Humans cultivated Brassica rapa, the Latin name for the common white-bottomed and purple-topped turnip (and thus the tell-tale that it is but one offspring in the extensive cabbage, or Brassica, family) well before the time of Western recorded history, back to 2,000 B.C., originally in the region around the Baltic Sea and the Caucasus. The turnip is one of the most ancient of foods.
By the 1400s, it had spread throughout Europe; by the 1600s, into North America.
The best turnip buying season is between November and February, in the Northern Hemisphere, but turnips with frequent flyer miles get here year-round, especially from Chile when it is cooler there (our spring and summer). Look for firm, heavy-for-their-size globes, unblemished skins and, if the greens are attached, they should be crisp and fresh-looking. (Store greens and roots separately.) Smaller turnips are generally sweeter than larger ones.
Turnips are delicious pickled (the recipe here) but also, when cooked, give a dense, creamy flesh akin to that of potatoes, but with more zing and less starch. They are super in soups and fantastic as purées.

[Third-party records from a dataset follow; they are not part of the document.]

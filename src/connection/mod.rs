//! Connection pooling for query clients.
//!
//! This module provides:
//! - A keyed [`ConnectionPool`] with fixed and adaptive capacity
//! - Acquire timeouts with a configurable timeout action
//! - Pluggable health checks run on acquire and release
//! - Pool keys derived from the destination address and message type
//!
//! # Example
//!
//! ```no_run
//! use gamequery::connection::{ConnectionPool, PoolConfig, PoolKey};
//! use gamequery::resource::{ResourceLease, TaskExecutor};
//! use gamequery::transport::{Transport, UdpConnector};
//! use bytes::Bytes;
//! use std::time::Duration;
//!
//! #[tokio::main]
//! async fn main() -> Result<(), Box<dyn std::error::Error>> {
//!     let executor = TaskExecutor::current("pool", Duration::from_secs(5))?;
//!     let pool = ConnectionPool::builder(UdpConnector::new(), ResourceLease::standalone("pool", executor))
//!         .config(PoolConfig::fixed(4).with_idle_timeout(Duration::from_secs(30)))
//!         .build();
//!
//!     let key = PoolKey::for_address("127.0.0.1:27015".parse()?);
//!     let conn = pool.acquire(key).await?;
//!     conn.transport().send(Bytes::from_static(b"\xff\xff\xff\xffTSource Engine Query\0"), None).await?;
//!
//!     // Returned to the pool when dropped
//!     drop(conn);
//!     Ok(())
//! }
//! ```

mod config;
mod health;
mod key;
mod pool;
mod state;

pub use config::{AcquireTimeoutAction, PoolConfig, PoolStrategy};
pub use health::{HealthChecker, MaxUses, TransportOpen};
pub use key::{KeyStrategy, PoolKey};
pub use pool::{Connection, ConnectionPool, ConnectionPoolBuilder, PooledConnection};
pub use state::{ConnectionState, PoolStats};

It was a vanity when the Italian author Agnolo Firenzuola (1493-1543), in his comedy “La Trinuzia,” first wrote the turnip’s historic epitaph, “Mal si può trar da la rapa sangue.” (There’s no getting blood from a turnip.)
That was never the turnip’s job, any such sanguine art. Its work for us was simply to be healthy and delicious.
Pickled Turnips
Adapted from davidlebovitz.com and foodnetwork.com. Makes about 5-6 cups.
Ingredients
3 cups water
1/3 cup coarse sea or kosher salt
2 teaspoons cane sugar
2 small bay leaves
2 small dried red peppers
1 cup white distilled vinegar
2 pounds turnips, peeled
1 small beet, peeled
3 cloves garlic, peeled and sliced thin
Directions
Over medium-low heat, warm 1 cup of the water, the salt, sugar, bay leaves and peppers. Cook, stirring, until the salt and sugar dissolve; do not boil.

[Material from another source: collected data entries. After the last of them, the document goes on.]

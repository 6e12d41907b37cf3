//! Typed option handles and the option registry.

use std::any::{Any, TypeId, type_name};
use std::borrow::Cow;
use std::collections::HashMap;
use std::fmt;
use std::hash::{Hash, Hasher};
use std::sync::Arc;

use parking_lot::RwLock;

use crate::error::{QueryError, Result};

use super::defaults;

/// Bound for values that can be stored in an option set.
pub trait OptionValue: Clone + Send + Sync + fmt::Debug + 'static {}

impl<T: Clone + Send + Sync + fmt::Debug + 'static> OptionValue for T {}

/// Type-erased option value.
pub(crate) type ErasedValue = Arc<dyn Any + Send + Sync>;

/// A uniquely keyed, typed configuration entry.
///
/// The value type is carried by the handle, so every `get`/`add` through it is
/// type checked at compile time. Two options are equal iff their keys match.
pub struct ClientOption<T> {
    key: Cow<'static, str>,
    default: T,
    connection_attribute: bool,
    auto_create: bool,
}

impl<T> ClientOption<T> {
    pub(crate) const fn builtin(key: &'static str, default: T) -> Self {
        Self {
            key: Cow::Borrowed(key),
            default,
            connection_attribute: false,
            auto_create: false,
        }
    }

    pub(crate) const fn builtin_attribute(key: &'static str, default: T, auto_create: bool) -> Self {
        Self {
            key: Cow::Borrowed(key),
            default,
            connection_attribute: true,
            auto_create,
        }
    }

    /// Get the option key.
    pub fn key(&self) -> &str {
        &self.key
    }

    /// Get the default value.
    pub fn default_value(&self) -> &T {
        &self.default
    }

    /// Check if this option also exists as a per-connection attribute.
    pub fn is_connection_attribute(&self) -> bool {
        self.connection_attribute
    }

    /// Check if the attribute is materialized on every connection.
    pub fn auto_create(&self) -> bool {
        self.auto_create
    }
}

impl<T: Clone> Clone for ClientOption<T> {
    fn clone(&self) -> Self {
        Self {
            key: self.key.clone(),
            default: self.default.clone(),
            connection_attribute: self.connection_attribute,
            auto_create: self.auto_create,
        }
    }
}

impl<T> PartialEq for ClientOption<T> {
    fn eq(&self, other: &Self) -> bool {
        self.key == other.key
    }
}

impl<T> Eq for ClientOption<T> {}

impl<T> Hash for ClientOption<T> {
    fn hash<H: Hasher>(&self, state: &mut H) {
        self.key.hash(state);
    }
}

impl<T: fmt::Debug> fmt::Debug for ClientOption<T> {
    fn fmt(&self, f: &mut fmt::Formatter<'_>) -> fmt::Result {
        f.debug_struct("ClientOption")
            .field("key", &self.key)
            .field("default", &self.default)
            .field("connection_attribute", &self.connection_attribute)
            .field("auto_create", &self.auto_create)
            .finish()
    }
}

impl<T> fmt::Display for ClientOption<T> {
    fn fmt(&self, f: &mut fmt::Formatter<'_>) -> fmt::Result {
        f.write_str(&self.key)
    }
}

/// Registry entry describing one defined option.
#[derive(Clone)]
pub(crate) struct OptionEntry {
    pub(crate) key: String,
    pub(crate) type_id: TypeId,
    pub(crate) type_name: &'static str,
    pub(crate) default: ErasedValue,
    pub(crate) connection_attribute: bool,
    pub(crate) auto_create: bool,
}

impl OptionEntry {
    pub(crate) fn of<T: OptionValue>(option: &ClientOption<T>) -> Self {
        Self {
            key: option.key().to_string(),
            type_id: TypeId::of::<T>(),
            type_name: type_name::<T>(),
            default: Arc::new(option.default.clone()),
            connection_attribute: option.connection_attribute,
            auto_create: option.auto_create,
        }
    }
}

/// The set of defined option keys.
///
/// Holds every built-in option and any options defined by the application.
/// Keys are unique within a registry.
pub struct OptionRegistry {
    entries: RwLock<HashMap<String, OptionEntry>>,
}

impl OptionRegistry {
    /// Create a registry pre-populated with the built-in options.
    pub fn new() -> Self {
        let entries = defaults::builtin_entries()
            .into_iter()
            .map(|entry| (entry.key.clone(), entry))
            .collect();
        Self {
            entries: RwLock::new(entries),
        }
    }

    /// Create a registry with no options at all.
    pub fn empty() -> Self {
        Self {
            entries: RwLock::new(HashMap::new()),
        }
    }

    /// Define a new option that is not a connection attribute.
    pub fn create<T: OptionValue>(
        &self,
        key: impl Into<String>,
        default: T,
    ) -> Result<ClientOption<T>> {
        self.create_with(key, default, false, false)
    }

    /// Define a new option.
    ///
    /// Fails if the key is already defined, or if `auto_create` is requested
    /// for an option that is not a connection attribute.
    pub fn create_with<T: OptionValue>(
        &self,
        key: impl Into<String>,
        default: T,
        connection_attribute: bool,
        auto_create: bool,
    ) -> Result<ClientOption<T>> {
        let key = key.into();
        if key.is_empty() {
            return Err(QueryError::invalid_option(key, "key must not be empty"));
        }
        if auto_create && !connection_attribute {
            return Err(QueryError::invalid_option(
                key,
                "auto-create requires a connection attribute",
            ));
        }

        let option = ClientOption {
            key: Cow::Owned(key),
            default,
            connection_attribute,
            auto_create,
        };
        self.register(&option)?;
        Ok(option)
    }

    /// Register an existing handle, failing if its key is taken.
    pub fn register<T: OptionValue>(&self, option: &ClientOption<T>) -> Result<()> {
        let mut entries = self.entries.write();
        if entries.contains_key(option.key()) {
            return Err(QueryError::DuplicateOption {
                key: option.key().to_string(),
            });
        }
        entries.insert(option.key().to_string(), OptionEntry::of(option));
        Ok(())
    }

    /// Look up a defined option by key.
    ///
    /// Returns `None` if the key is unknown or holds a different value type.
    pub fn lookup<T: OptionValue>(&self, key: &str) -> Option<ClientOption<T>> {
        let entries = self.entries.read();
        let entry = entries.get(key)?;
        if entry.type_id != TypeId::of::<T>() {
            return None;
        }
        let default = entry.default.downcast_ref::<T>()?.clone();
        Some(ClientOption {
            key: Cow::Owned(entry.key.clone()),
            default,
            connection_attribute: entry.connection_attribute,
            auto_create: entry.auto_create,
        })
    }

    /// Check if a key is defined.
    pub fn contains(&self, key: &str) -> bool {
        self.entries.read().contains_key(key)
    }

    /// Name of the value type stored under `key`.
    pub fn type_name(&self, key: &str) -> Option<&'static str> {
        self.entries.read().get(key).map(|s| s.type_name)
    }

    /// Number of defined options.
    pub fn len(&self) -> usize {
        self.entries.read().len()
    }

    /// Check if no options are defined.
    pub fn is_empty(&self) -> bool {
        self.entries.read().is_empty()
    }

    /// All defined keys, sorted.
    pub fn keys(&self) -> Vec<String> {
        let mut keys: Vec<String> = self.entries.read().keys().cloned().collect();
        keys.sort();
        keys
    }

    pub(crate) fn auto_create_entries(&self) -> Vec<OptionEntry> {
        self.entries
            .read()
            .values()
            .filter(|s| s.auto_create)
            .cloned()
            .collect()
    }
}

impl Default for OptionRegistry {
    fn default() -> Self {
        Self::new()
    }
}

impl fmt::Debug for OptionRegistry {
    fn fmt(&self, f: &mut fmt::Formatter<'_>) -> fmt::Result {
        f.debug_struct("OptionRegistry")
            .field("keys", &self.keys())
            .finish()
    }
}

Remove from the heat and let cool to room temperature. Then, to the pot, add the remainder of the water and the vinegar.
Cut the peeled turnips and beet into “batons,” the width and length of thick French fries, a little over 1/4-inch (but not as large as 1/2-inch) wide. Put 1/2 of the turnip, beet and garlic slices into a clean glass jar large enough to accommodate all the vegetables.
Add 1 bay leaf and 1 pepper to the jar. Then put the other 1/2 of the vegetables into the jar, topping with the remaining bay leaf and pepper. Be sure all the garlic slices go into the jar.

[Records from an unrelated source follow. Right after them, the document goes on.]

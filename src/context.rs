//! The owner of shared client state.
//!
//! A [`QueryContext`] holds the option registry, the default option set, and
//! the shared executor. Pools and messengers built from one context share
//! one executor unless the caller hands them another.

use std::fmt;
use std::sync::Arc;

use tokio::runtime::Handle;

use crate::codec::Codec;
use crate::connection::ConnectionPool;
use crate::error::Result;
use crate::messenger::Messenger;
use crate::options::{OptionRegistry, Options, defaults};
use crate::resource::{ManagedResourceProvider, ResourceLease, TaskExecutor};
use crate::transport::{Connector, TcpConnector, UdpConnector};

/// Name of the shared executor.
pub const DEFAULT_EXECUTOR: &str = "gamequery-default";

/// Worker threads of an executor that owns its runtime.
pub const DEFAULT_WORKER_THREADS: usize = 2;

/// Shared registry, options and executor for a family of clients.
///
/// # Example
///
/// ```no_run
/// use gamequery::QueryContext;
/// use gamequery::codec::FramedCodec;
/// use gamequery::options::defaults;
/// use gamequery::transport::UdpConnector;
/// use bytes::Bytes;
/// use std::time::Duration;
///
/// #[tokio::main]
/// async fn main() -> Result<(), Box<dyn std::error::Error>> {
///     let context = QueryContext::new();
///     context.options().add(&defaults::READ_TIMEOUT, Duration::from_secs(2))?;
///
///     let messenger = context.messenger(UdpConnector::new(), FramedCodec::new())?;
///     let reply = messenger
///         .request(Bytes::from_static(b"info"), Some("127.0.0.1:27015".parse()?))
///         .await?;
///     println!("{} bytes", reply.len());
///     Ok(())
/// }
/// ```
pub struct QueryContext {
    registry: Arc<OptionRegistry>,
    options: Arc<Options>,
    executors: ManagedResourceProvider<TaskExecutor>,
    worker_threads: usize,
}

impl QueryContext {
    /// Create a context with the built-in options and an empty option set.
    pub fn new() -> Self {
        Self::with_options(Options::new())
    }

    /// Create a context around an existing option set.
    pub fn with_options(options: Options) -> Self {
        Self {
            registry: Arc::new(OptionRegistry::new()),
            options: Arc::new(options),
            executors: ManagedResourceProvider::new(),
            worker_threads: DEFAULT_WORKER_THREADS,
        }
    }

    /// Set the worker threads used when the shared executor has to own its
    /// runtime.
    pub fn with_worker_threads(mut self, threads: usize) -> Self {
        self.worker_threads = threads.max(1);
        self
    }

    /// The option registry.
    pub fn registry(&self) -> &Arc<OptionRegistry> {
        &self.registry
    }

    /// The default option set.
    pub fn options(&self) -> &Arc<Options> {
        &self.options
    }

    /// Lease the shared executor, creating it on first use.
    ///
    /// Inside a tokio runtime the executor spawns onto that runtime;
    /// elsewhere it owns a dedicated one. The executor shuts down once the
    /// last lease is dropped, and the next call creates a fresh one.
    pub fn executor(&self) -> Result<ResourceLease<TaskExecutor>> {
        let grace = self.options.get(&defaults::EXECUTOR_SHUTDOWN_GRACE);
        let threads = self.worker_threads;
        self.executors.lease(DEFAULT_EXECUTOR, || match Handle::try_current() {
            Ok(handle) => Ok(TaskExecutor::from_handle(DEFAULT_EXECUTOR, handle, grace)),
            Err(_) => TaskExecutor::owned(DEFAULT_EXECUTOR, threads, grace),
        })
    }

    /// Check if the shared executor is currently live.
    pub fn has_executor(&self) -> bool {
        self.executors.contains(DEFAULT_EXECUTOR)
    }

    /// Build a pool on the shared executor.
    pub fn pool<K: Connector>(&self, connector: K) -> Result<ConnectionPool<K>> {
        Ok(self.pool_with_executor(connector, self.executor()?))
    }

    /// Build a pool on a caller-supplied executor.
    pub fn pool_with_executor<K: Connector>(
        &self,
        connector: K,
        executor: ResourceLease<TaskExecutor>,
    ) -> ConnectionPool<K> {
        ConnectionPool::builder(connector, executor)
            .options(Arc::clone(&self.options))
            .registry(Arc::clone(&self.registry))
            .build()
    }

    /// Build a messenger with its own pool on the shared executor.
    ///
    /// `connector` is used as given: the context's transport options reach
    /// it only if the caller built it with `from_options`. See
    /// [`udp_messenger`](Self::udp_messenger) and
    /// [`tcp_messenger`](Self::tcp_messenger).
    pub fn messenger<K: Connector, C: Codec>(&self, connector: K, codec: C) -> Result<Messenger<K, C>> {
        Messenger::builder(self.pool(connector)?, codec).build()
    }

    /// Build a datagram messenger whose connector follows the context's
    /// connect timeout and datagram size options.
    pub fn udp_messenger<C: Codec>(&self, codec: C) -> Result<Messenger<UdpConnector, C>> {
        self.messenger(UdpConnector::from_options(&self.options), codec)
    }

    /// Build a stream messenger whose connector follows the context's
    /// connect timeout option.
    pub fn tcp_messenger<C: Codec>(&self, codec: C) -> Result<Messenger<TcpConnector, C>> {
        self.messenger(TcpConnector::from_options(&self.options), codec)
    }
}

impl Default for QueryContext {
    fn default() -> Self {
        Self::new()
    }
}

impl fmt::Debug for QueryContext {
    fn fmt(&self, f: &mut fmt::Formatter<'_>) -> fmt::Result {
        f.debug_struct("QueryContext")
            .field("options", &self.options.len())
            .field("executors", &self.executors)
            .finish()
    }
}

#[cfg(test)]
mod tests {
    use super::*;
    use crate::codec::FramedCodec;
    use crate::error::QueryError;
    use bytes::Bytes;
    use std::time::Duration;
    use tokio::net::UdpSocket;

    #[tokio::test]
    async fn test_pools_share_executor() {
        let context = QueryContext::new();
        let a = context.pool(UdpConnector::new()).unwrap();
        let b = context.pool(UdpConnector::new()).unwrap();
        assert!(context.has_executor());
        assert_eq!(context.executors.names(), vec![DEFAULT_EXECUTOR.to_string()]);
        assert_eq!(a.executor().name(), DEFAULT_EXECUTOR);

        a.executor().shutdown().await;
        assert!(!b.executor().is_accepting());
    }

    #[test]
    fn test_executor_closes_with_last_lease() {
        let context = QueryContext::new();
        let lease = context.executor().unwrap();
        let executor = (*lease).clone();
        assert!(executor.is_accepting());

        drop(lease);
        assert!(!executor.is_accepting());
        assert!(!context.has_executor());

        let fresh = context.executor().unwrap();
        assert!(fresh.is_accepting());
    }

    #[tokio::test]
    async fn test_supplied_executor_not_shared() {
        let context = QueryContext::new();
        let own = TaskExecutor::current("own", Duration::from_secs(1)).unwrap();
        let pool = context.pool_with_executor(UdpConnector::new(), ResourceLease::standalone("own", own));
        assert_eq!(pool.executor().name(), "own");
        assert!(!context.has_executor());
    }

    #[tokio::test]
    async fn test_messenger_uses_context_options() {
        let context = QueryContext::new();
        context
            .options()
            .add(&defaults::RETRY_ENABLED, false)
            .unwrap();
        let messenger = context
            .messenger(UdpConnector::new(), FramedCodec::new())
            .unwrap();
        assert!(messenger.policy().retry().is_none());
        assert!(messenger.policy().circuit_breaker().is_some());
        assert!(Arc::ptr_eq(messenger.pool().options(), context.options()));
    }

    #[tokio::test]
    async fn test_udp_messenger_follows_transport_options() {
        let server = UdpSocket::bind("127.0.0.1:0").await.unwrap();
        let addr = server.local_addr().unwrap();
        tokio::spawn(async move {
            let mut buf = [0u8; 64];
            let (len, from) = server.recv_from(&mut buf).await.unwrap();
            let mut reply = FramedCodec::frame(&buf[4..len]).to_vec();
            reply.extend_from_slice(&[0u8; 32]);
            server.send_to(&reply, from).await.unwrap();
        });

        let context = QueryContext::new();
        let options = context.options();
        options.add(&defaults::MAX_DATAGRAM_SIZE, 16).unwrap();
        options.add(&defaults::RETRY_ENABLED, false).unwrap();
        let messenger = context.udp_messenger(FramedCodec::new()).unwrap();

        let err = messenger
            .request(Bytes::from_static(b"info"), Some(addr))
            .await
            .unwrap_err();
        assert!(matches!(err, QueryError::MalformedResponse(_)));
    }
}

Pour the brine over the contents of the jar and put on the lid or closure and seal the jar. Let the jar sit at room temperature, in a relatively cool place, for 1 week. You may jostle the jar and its fuchsia contents once a day if you wish. Then refrigerate.
The turnips will keep for several weeks in the refrigerator and should be enjoyed within 2 months’ time. Strongly flavored on first opening, they will mellow in a few days.